The secondary battery 100 may also include a first insulating plate 126, which is coupled to the can 110 and has a first hole (e.g., a first opening) 126a formed in the center thereof and a second hole (e.g., a second opening) 126b formed at an outer side of (or outside of) the first hole 126a, may be interposed between the electrode assembly 120 and the flat part 111. The first insulating plate 126 prevents the electrode assembly 120 from coming into electrical contact with the flat part 111 of the can 110. For example, the first insulating plate 126 prevents the positive electrode plate 122 of the electrode assembly 120 from coming into electrical contact with the flat part 111. When a large amount of gas is generated in the can 110 due to an abnormality in the secondary battery 100, the first hole 126a allows the gas to quickly move upwardly through the center pin 130, and the second hole 126b allows the negative electrode tab 124 to pass therethrough to be welded to the flat part 111.

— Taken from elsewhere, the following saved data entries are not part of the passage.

//! Event identifiers and the leaf event kinds.
//!
//! Entities live in arenas owned by [`FaultTree`](crate::FaultTree). Gates
//! reference their arguments through [`ArgRef`] and every event keeps the ids
//! of the gates that reference it, so the parent/argument cycle never turns
//! into an ownership cycle.

use crate::probability::Probability;
use serde::{Deserialize, Serialize};
use std::collections::BTreeSet;
use std::fmt;

macro_rules! arena_id {
    ($(#[$meta:meta])* $name:ident, $prefix:literal) => {
        $(#[$meta])*
        #[derive(
            Debug, Clone, Copy, PartialEq, Eq, Hash, PartialOrd, Ord, Serialize, Deserialize,
        )]
        #[serde(transparent)]
        pub struct $name(pub(crate) usize);

        impl $name {
            /// Returns the arena index of this id.
            #[must_use]
            pub const fn index(self) -> usize {
                self.0
            }
        }

        impl fmt::Display for $name {
            fn fmt(&self, f: &mut fmt::Formatter<'_>) -> fmt::Result {
                write!(f, concat!($prefix, "#{}"), self.0)
            }
        }
    };
}

arena_id!(
    /// Identifier of a gate within its fault tree.
    GateId,
    "gate"
);
arena_id!(
    /// Identifier of a basic event within its fault tree.
    BasicEventId,
    "basic"
);
arena_id!(
    /// Identifier of a house event within its fault tree.
    HouseEventId,
    "house"
);
arena_id!(
    /// Identifier of an event of a non-standard kind.
    UndefinedEventId,
    "undefined"
);

/// A gate argument, tagged by the kind of the referenced event.
///
/// The derived ordering sorts by kind first, then by creation order, which
/// keeps a gate's argument set partitioned by kind.
#[derive(Debug, Clone, Copy, PartialEq, Eq, Hash, PartialOrd, Ord, Serialize, Deserialize)]
#[serde(rename_all = "snake_case")]
pub enum ArgRef {
    /// A sub-gate.
    Gate(GateId),
    /// A basic event.
    Basic(BasicEventId),
    /// A house event.
    House(HouseEventId),
    /// An event of a non-standard kind.
    Undefined(UndefinedEventId),
}

impl From<GateId> for ArgRef {
    fn from(id: GateId) -> Self {
        Self::Gate(id)
    }
}

impl From<BasicEventId> for ArgRef {
    fn from(id: BasicEventId) -> Self {
        Self::Basic(id)
    }
}

impl From<HouseEventId> for ArgRef {
    fn from(id: HouseEventId) -> Self {
        Self::House(id)
    }
}

impl From<UndefinedEventId> for ArgRef {
    fn from(id: UndefinedEventId) -> Self {
        Self::Undefined(id)
    }
}

/// Name and parent links shared by every event kind.
#[derive(Debug, Clone, PartialEq, Eq, Serialize)]
pub struct Event {
    name: String,
    parents: BTreeSet<GateId>,
}

impl Event {
    pub(crate) fn new(name: impl Into<String>) -> Self {
        Self {
            name: name.into(),
            parents: BTreeSet::new(),
        }
    }

    /// Returns the unique name of the event.
    #[must_use]
    pub fn name(&self) -> &str {
        &self.name
    }

    /// Returns the gates that reference this event.
    #[must_use]
    pub const fn parents(&self) -> &BTreeSet<GateId> {
        &self.parents
    }

    /// Returns the number of distinct parent gates.
    #[must_use]
    pub fn num_parents(&self) -> usize {
        self.parents.len()
    }

    /// Returns true if more than one gate references this event.
    #[must_use]
    pub fn is_common(&self) -> bool {
        self.parents.len() > 1
    }

    /// Returns true if no gate references this event.
    #[must_use]
    pub fn is_orphan(&self) -> bool {
        self.parents.is_empty()
    }

    /// Registers a parent. Returns false if it was already registered.
    pub(crate) fn add_parent(&mut self, gate: GateId) -> bool {
        self.parents.insert(gate)
    }

    pub(crate) fn remove_parent(&mut self, gate: GateId) -> bool {
        self.parents.remove(&gate)
    }

    /// Rewrites parent ids after the gate arena shifted.
    pub(crate) fn remap_parents(&mut self, remap: impl Fn(GateId) -> GateId) {
        self.parents = self.parents.iter().map(|id| remap(*id)).collect();
    }
}

/// A leaf event with a failure probability.
#[derive(Debug, Clone, PartialEq, Serialize)]
pub struct BasicEvent {
    #[serde(flatten)]
    event: Event,
    probability: Probability,
}

impl BasicEvent {
    pub(crate) fn new(name: impl Into<String>, probability: Probability) -> Self {
        Self {
            event: Event::new(name),
            probability,
        }
    }

    /// Returns the failure probability model.
    #[must_use]
    pub const fn probability(&self) -> &Probability {
        &self.probability
    }

    pub(crate) fn set_probability(&mut self, probability: Probability) {
        self.probability = probability;
    }

    pub(crate) fn event_mut(&mut self) -> &mut Event {
        &mut self.event
    }
}

impl std::ops::Deref for BasicEvent {
    type Target = Event;

    fn deref(&self) -> &Event {
        &self.event
    }
}

/// A leaf event with a fixed Boolean state.
#[derive(Debug, Clone, PartialEq, Eq, Serialize)]
pub struct HouseEvent {
    #[serde(flatten)]
    event: Event,
    state: bool,
}

impl HouseEvent {
    pub(crate) fn new(name: impl Into<String>, state: bool) -> Self {
        Self {
            event: Event::new(name),
            state,
        }
    }

    /// Returns the fixed state of the house event.
    #[must_use]
    pub const fn state(&self) -> bool {
        self.state
    }

    pub(crate) fn event_mut(&mut self) -> &mut Event {
        &mut self.event
    }
}

impl std::ops::Deref for HouseEvent {
    type Target = Event;

    fn deref(&self) -> &Event {
        &self.event
    }
}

The secondary battery 100 may also include a second insulating plate 127, which is coupled to the can 110 and has a first hole 127a formed in the center thereof and a plurality of second holes 127b formed at an outer side of (e.g., outside of) the first hole 127a, may be interposed between the electrode assembly 120 and the cap assembly 140. The second insulating plate 127 prevents the electrode assembly 120 from coming into electrical contact with the cap assembly 140. For example, the second insulating plate 127 prevents the negative electrode plate 121 of the electrode assembly 120 from coming into electrical contact with the cap assembly 140. When a large amount of gas is generated in the can 110 due to an abnormality in the secondary battery 100, the first hole 127a allows the gas to quickly move to the cap assembly 140, and the second hole 127b allows the positive electrode tab 125 to pass therethrough to be welded to the cap assembly 140. In addition, during an electrolyte injection process, the other second holes 127b allow an electrolyte to quickly flow into the electrode assembly 120.

In addition, because diameters of the first holes 126a and 127a in the first and second insulating plates 126 and 127 are each smaller than a diameter of the center pin 130, the center pin 130 is prevented from coming into electrical contact with the flat part 111 or the cap assembly 140 of the can 110 due to an external impact.

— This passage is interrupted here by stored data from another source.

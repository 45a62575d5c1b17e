//! The fault tree container.
//!
//! [`FaultTree`] exclusively owns every entity. Gates hold argument ids and
//! events hold parent ids; the container keeps both directions consistent.

use crate::ccf::CcfGroup;
use crate::error::{Error, Result};
use crate::event::{
    ArgRef, BasicEvent, BasicEventId, Event, GateId, HouseEvent, HouseEventId, UndefinedEventId,
};
use crate::gate::{Gate, Operator};
use crate::probability::Probability;
use serde::Serialize;
use std::collections::{HashMap, HashSet, VecDeque};

/// Root selection of a fault tree.
#[derive(Debug, Clone, PartialEq, Eq, Serialize)]
#[serde(rename_all = "snake_case")]
pub enum Roots {
    /// A single top gate.
    Single(GateId),
    /// Several independent top gates.
    Multiple(Vec<GateId>),
}

/// A fault tree: gates, leaf events and CCF groups.
#[derive(Debug, Clone, Default, Serialize)]
pub struct FaultTree {
    name: String,
    roots: Option<Roots>,
    gates: Vec<Gate>,
    basic_events: Vec<BasicEvent>,
    house_events: Vec<HouseEvent>,
    undefined_events: Vec<Event>,
    ccf_groups: Vec<CcfGroup>,
    non_ccf_events: Vec<BasicEventId>,
    #[serde(skip)]
    names: HashMap<String, ArgRef>,
}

The center pin 130 is a hollow, circular tube and may be coupled at substantially the center of the electrode assembly 120. The center pin 130 may be made of, for example, steel, stainless steel, aluminum, an aluminum alloy, or polybutylene terephthalate, but the present disclosure is not limited thereto. During charging and discharging of the battery, the center pin 130 suppresses deformation of the electrode assembly 120 and acts as a passage for a gas generated inside the secondary battery 100. In some embodiments, the center pin 130 may be omitted.

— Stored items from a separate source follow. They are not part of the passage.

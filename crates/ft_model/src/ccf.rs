//! Common-cause failure groups.

use crate::error::{Error, Result};
use crate::event::BasicEventId;
use crate::probability::Probability;
use serde::{Deserialize, Serialize};
use std::fmt;
use std::str::FromStr;

/// Parametric model distributing a group's failure probability over
/// multiplicities of simultaneous member failures.
#[derive(Debug, Clone, Copy, PartialEq, Eq, Hash, Default, Serialize, Deserialize)]
pub enum CcfModel {
    /// Multiple Greek Letter model: one factor per multiplicity above one.
    #[serde(rename = "MGL")]
    Mgl,
    /// Alpha-factor model: one factor per multiplicity.
    #[default]
    #[serde(rename = "alpha-factor")]
    AlphaFactor,
}

impl CcfModel {
    /// Returns the conventional name of the model.
    #[must_use]
    pub const fn as_str(self) -> &'static str {
        match self {
            Self::Mgl => "MGL",
            Self::AlphaFactor => "alpha-factor",
        }
    }

    /// Returns the number of factors a group of `members` events carries.
    #[must_use]
    pub const fn factor_count(self, members: usize) -> usize {
        match self {
            Self::Mgl => members.saturating_sub(1),
            Self::AlphaFactor => members,
        }
    }
}

impl fmt::Display for CcfModel {
    fn fmt(&self, f: &mut fmt::Formatter<'_>) -> fmt::Result {
        f.write_str(self.as_str())
    }
}

impl FromStr for CcfModel {
    type Err = String;

    fn from_str(s: &str) -> std::result::Result<Self, Self::Err> {
        match s.to_ascii_lowercase().as_str() {
            "mgl" => Ok(Self::Mgl),
            "alpha-factor" | "alpha_factor" | "alpha" => Ok(Self::AlphaFactor),
            other => Err(format!(
                "unknown CCF model '{other}', expected 'MGL' or 'alpha-factor'"
            )),
        }
    }
}

/// A set of basic events sharing a modeled common cause of failure.
#[derive(Debug, Clone, PartialEq, Serialize)]
pub struct CcfGroup {
    name: String,
    members: Vec<BasicEventId>,
    probability: Probability,
    model: CcfModel,
    factors: Vec<f64>,
}

impl CcfGroup {
    /// Creates a group, checking the member count and factor count.
    ///
    /// # Errors
    ///
    /// Returns [`Error::InvalidCcfGroup`] if the group has fewer than two
    /// members, repeats a member, or carries the wrong number of factors.
    pub fn new(
        name: impl Into<String>,
        members: Vec<BasicEventId>,
        probability: Probability,
        model: CcfModel,
        factors: Vec<f64>,
    ) -> Result<Self> {
        let name = name.into();
        if members.len() < 2 {
            return Err(Error::InvalidCcfGroup {
                name,
                reason: format!("needs at least 2 members, got {}", members.len()),
            });
        }
        let mut sorted = members.clone();
        sorted.sort_unstable();
        sorted.dedup();
        if sorted.len() != members.len() {
            return Err(Error::InvalidCcfGroup {
                name,
                reason: "members must be distinct".to_string(),
            });
        }
        let expected = model.factor_count(members.len());
        if factors.len() != expected {
            return Err(Error::InvalidCcfGroup {
                name,
                reason: format!(
                    "{model} model with {} members needs {expected} factors, got {}",
                    members.len(),
                    factors.len()
                ),
            });
        }
        Ok(Self {
            name,
            members,
            probability,
            model,
            factors,
        })
    }

    /// Returns the unique group name.
    #[must_use]
    pub fn name(&self) -> &str {
        &self.name
    }

    /// Returns the member basic events in group order.
    #[must_use]
    pub fn members(&self) -> &[BasicEventId] {
        &self.members
    }

    /// Returns the shared base failure probability.
    #[must_use]
    pub const fn probability(&self) -> &Probability {
        &self.probability
    }

    /// Returns the CCF model.
    #[must_use]
    pub const fn model(&self) -> CcfModel {
        self.model
    }

    /// Returns the contribution factors.
    #[must_use]
    pub fn factors(&self) -> &[f64] {
        &self.factors
    }
}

The cap assembly 140 may include a top plate 141, a middle plate 142, an insulating plate 143, and a bottom plate 144.

The top plate 141 has substantially a flat upper surface and a flat lower surface opposite to the upper surface and may have a notch 141a formed in the lower surface thereof. The notch 141a may have a cross-sectional shape of, for example, a “A” shape (e.g., an inverted V shape), but the present disclosure is not limited thereto. In various embodiments, the notch 141a may have, for example, a substantially circular, elliptical, or “C” planar shape when viewed from below, but the present disclosure is not limited thereto. When the pressure of an internal gas in the secondary battery 100 is greater than a reference pressure, the notch 141a is broken (e.g., bursts) to quickly discharge the internal gas from the secondary battery 100 to the outside, thereby securing the safety of the secondary battery 100.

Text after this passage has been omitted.